Business Overview


The Company specializes in the sales of cleaning and janitorial supplies, equipment rentals and repairs, and janitorial and restoration services for clients. The Company has a rental fleet of cleaning and restoration equipment for special projects, and invests heavily in factory-trained staff, tools and equipment. The Company serves building service contractors, hotels, schools, restaurants, and homeowners.
The Company is licensed to sell brands including, but not limited to, Tennant, Karcher, Nilfisk Advance, Bioesque, CTI-Pro’s Choice, Hydramaster, NewLine, Sandia, FLIR Systems, Nacecare, and Amaircare.


Strong Client Relationships – The Company has many longstanding and repeat customers (over 500 active accounts). Three of the top four customers have been doing business with the Company on average of over 27. The Company has an 85% rate of repeat business.

Low Employee Turnover – The Company has a low employee turnover, which is a signal of efficiencies and alignment within the Company.
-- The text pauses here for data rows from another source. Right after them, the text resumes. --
//! Tracing/logging initialization.
//!
//! JSON logs with timestamps, filtered by `RUST_LOG` (default `info`). The
//! filter sits behind a reload layer so individual targets can be silenced
//! after startup.

use std::sync::OnceLock;

use thiserror::Error;
use tracing_subscriber::{
    filter::Directive, layer::SubscriberExt, reload, util::SubscriberInitExt, EnvFilter, Registry,
};

type FilterHandle = reload::Handle<EnvFilter, Registry>;

static FILTER: OnceLock<FilterHandle> = OnceLock::new();

#[derive(Debug, Error)]
pub enum LogControlError {
    #[error("invalid filter directive '{directive}': {reason}")]
    InvalidDirective { directive: String, reason: String },

    #[error("log filter reload failed: {0}")]
    Reload(String),
}

/// Handle over the process log filter.
///
/// When another subscriber was installed first (e.g. by a test harness) the
/// handle is detached and filter changes are no-ops.
#[derive(Debug, Clone, Default)]
pub struct LogControl {
    handle: Option<FilterHandle>,
}

impl LogControl {
    /// A handle that never touches any subscriber.
    pub fn detached() -> Self {
        Self { handle: None }
    }

    pub fn is_attached(&self) -> bool {
        self.handle.is_some()
    }

    /// Only let `error` events from `target` through.
    pub fn silence(&self, target: &str) -> Result<(), LogControlError> {
        self.set_level(target, "error")
    }

    /// Add or replace the directive `target=level`.
    pub fn set_level(&self, target: &str, level: &str) -> Result<(), LogControlError> {
        let raw = format!("{target}={level}");
        let directive: Directive = raw.parse().map_err(|e| LogControlError::InvalidDirective {
            directive: raw.clone(),
            reason: format!("{e}"),
        })?;

        let Some(handle) = &self.handle else {
            return Ok(());
        };

        handle
            .modify(|filter| {
                let current = std::mem::replace(filter, EnvFilter::new(""));
                *filter = current.add_directive(directive);
            })
            .map_err(|e| LogControlError::Reload(e.to_string()))
    }
}

/// Initialize tracing/logging for the process.
///
/// Safe to call multiple times (subsequent calls return the same handle).
pub fn init() -> LogControl {
    if let Some(handle) = FILTER.get() {
        return LogControl {
            handle: Some(handle.clone()),
        };
    }

    let filter = EnvFilter::try_from_default_env().unwrap_or_else(|_| EnvFilter::new("info"));
    let (filter, handle) = reload::Layer::new(filter);

    let installed = tracing_subscriber::registry()
        .with(filter)
        .with(
            tracing_subscriber::fmt::layer()
                .json()
                .with_timer(tracing_subscriber::fmt::time::SystemTime)
                .with_target(true),
        )
        .try_init();

    if installed.is_err() {
        return LogControl::detached();
    }

    let handle = FILTER.get_or_init(|| handle).clone();
    LogControl { handle: Some(handle) }
}

#[cfg(test)]
mod tests {
    use super::*;

    #[test]
    fn detached_control_accepts_valid_directives() {
        let control = LogControl::detached();
        assert!(!control.is_attached());
        assert!(control.silence("sqlx::query").is_ok());
    }

    #[test]
    fn invalid_level_is_reported() {
        let err = LogControl::detached()
            .set_level("sqlx::query", "loudest")
            .unwrap_err();
        assert!(matches!(err, LogControlError::InvalidDirective { .. }));
    }

    #[test]
    fn init_is_idempotent() {
        let first = init();
        let second = init();
        assert_eq!(first.is_attached(), second.is_attached());
        assert!(second.silence("hyper").is_ok());
    }
}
COVID-Resistance – Over the last 12 months, the Company grew revenue by nearly 80% while earnings rose to 20% of sales.

Management Will Remain through Transition – Ownership is interested and willing to remain with the Company after a transaction to facilitate an orderly transition to new ownership and, as appropriate, assist in achieving long-term strategic growth objectives.


  • Asking Price: N/A
  • Cash Flow: N/A
  • Gross Revenue: $5,000,000
  • EBITDA: $1,000,000
  • FF&E: N/A
  • Inventory: N/A
  • Inventory Included: N/A
  • Established: N/A

Why is the Current Owner Selling The Business?

There are all kinds of reasons why individuals resolve to sell businesses. Nevertheless, the genuine reason vs the one they say to you may be 2 absolutely different things. As an example, they might say "I have too many other commitments" or "I am retiring". For numerous sellers, these factors are valid. However, for some, these may simply be justifications to attempt to conceal the reality of transforming demographics, increased competitors, recent reduction in revenues, or a variety of other factors. This is why it is very vital that you not count completely on a vendor's word, but rather, utilize the vendor's response together with your total due diligence. This will repaint a more sensible picture of the business's existing scenario.

Existing Debts and Future Obligations

If the current company is in debt, which numerous companies are, then you will certainly need to consider this when valuating/preparing your offer. Many companies borrow money so as to cover points such as supplies, payroll, accounts payable, etc. Keep in mind that sometimes this can suggest that earnings margins are too small. Numerous companies come under a revolving door of taking loans as a way to pay back various other loans. Along with debts, there may also be future obligations to consider. There may be an outstanding lease on tools or the structure where the business resides. The business might have existing contracts with suppliers that have to be satisfied or might lead to penalties if terminated early.

Understanding the Customer Base, Competition and Area Demographics

How do businesses in the location bring in brand-new clients? Often times, operating businesses have repeat consumers, which form the core of their everyday revenues. Certain aspects such as new competition growing up around the location, road building, as well as staff turn over can affect repeat customers and negatively influence future revenues. One crucial thing to consider is the placement of the business. Is it in a highly trafficked shopping center, or is it hidden from the main road? Clearly, the more people that see the business on a regular basis, the greater the possibility to construct a returning client base. A final idea is the basic location demographics. Is the business situated in a densely inhabited city, or is it located on the outside border of town? Exactly how might the regional average family income effect future income potential?